Tulane Welcomes New High-Performance Supercomputer Cypress

Following Hurricane Katrina, “It is difficult to describe how close to death Tulane University was and the city of New Orleans was,” explains Laura S. Levy, PhD, Vice President of Research, Tulane University. The Tulane and New Orleans communities were dedicated to bring the school back from the ashes.

Photo by Ryan Rivet.

Photo by Ryan Rivet.

Tulane partnered with Dell and Intel to create a new supercomputer that will help analyze big data in the research disciplines that need it most, especially those with applications in fields such as genomics, meteorology, remote sensing, molecular modeling, artificial intelligence, digital media, and robotics. Tulane calls the new supercomputing architecture Cypress.

Tulane now has one of the world’s fastest computers, after the school was ranked recently 271 of thetop 500 supercomputer sites worldwide.

The school released that Cypress will be used for for sea-level rise calculations, brain injury research studies and other complex, data-heavy projects that need hefty computational power.

Nicholas Altiero, dean of the Tulane School of Science and Engineering, says Cypress, “brings to us a whole new level of infrastructure that will make our current faculty members want to stay here, and it will also help us attract new faculty members.”

Cypress enables discovery with high-performance computing and big data analytics. The platform consists of Dell PowerEdge™ C8220X Servers and a Dell Networking Z9500 fabric switch, which will also help attract funding to Tulane.

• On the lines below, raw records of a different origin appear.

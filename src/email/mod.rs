use lettre::{
    message::{Mailbox, MultiPart},
    transport::smtp::authentication::Credentials,
    AsyncSmtpTransport, AsyncTransport, Message, Tokio1Executor,
};

use crate::{
    config::EmailConfig,
    error::{AppError, Result},
};

pub mod links;
pub mod templates;

pub use links::{recommend_helpful_links, HelpfulLink, LinkRequest};

/// Thin wrapper around an async SMTP transport. Every message is sent as
/// a plain-text + HTML multipart.
pub struct Mailer {
    transport: AsyncSmtpTransport<Tokio1Executor>,
    from: Mailbox,
}

impl Mailer {
    pub fn new(config: &EmailConfig) -> Result<Self> {
        let from: Mailbox = config
            .from_address
            .parse()
            .map_err(|e| AppError::Email(format!("Invalid from address: {}", e)))?;

        let transport = AsyncSmtpTransport::<Tokio1Executor>::relay(&config.smtp_host)
            .map_err(|e| AppError::Email(e.to_string()))?
            .port(config.smtp_port)
            .credentials(Credentials::new(
                config.smtp_username.clone(),
                config.smtp_password.clone(),
            ))
            .build();

        Ok(Self { transport, from })
    }

    pub async fn send(&self, to: &str, subject: &str, text: String, html: String) -> Result<()> {
        let to: Mailbox = to
            .parse()
            .map_err(|e| AppError::Email(format!("Invalid recipient address: {}", e)))?;

        let message = Message::builder()
            .from(self.from.clone())
            .to(to)
            .subject(subject)
            .multipart(MultiPart::alternative_plain_html(text, html))
            .map_err(|e| AppError::Email(e.to_string()))?;

        self.transport
            .send(message)
            .await
            .map_err(|e| AppError::Email(e.to_string()))?;

        Ok(())
    }
}
use std::sync::Arc;
use crate::{config::Settings, service::ServiceContext};

#[derive(Clone)]
pub struct AppState {
    pub service_context: Arc<ServiceContext>,
    pub settings: Arc<Settings>,
}

impl AppState {
    pub fn new(service_context: Arc<ServiceContext>, settings: Arc<Settings>) -> Self {
        Self {
            service_context,
            settings,
        }
    }
}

“This system allows users to move seamlessly between big data analytics and traditional high-performance computing capabilities, enabling research,” said Charlie McMahon, vice president for information technology and chief technology officer. “We hope to demonstrate to the university that by using this supercomputing capability, our researchers are able to tackle bigger and more complex problems, to publish more papers and win more research grants.”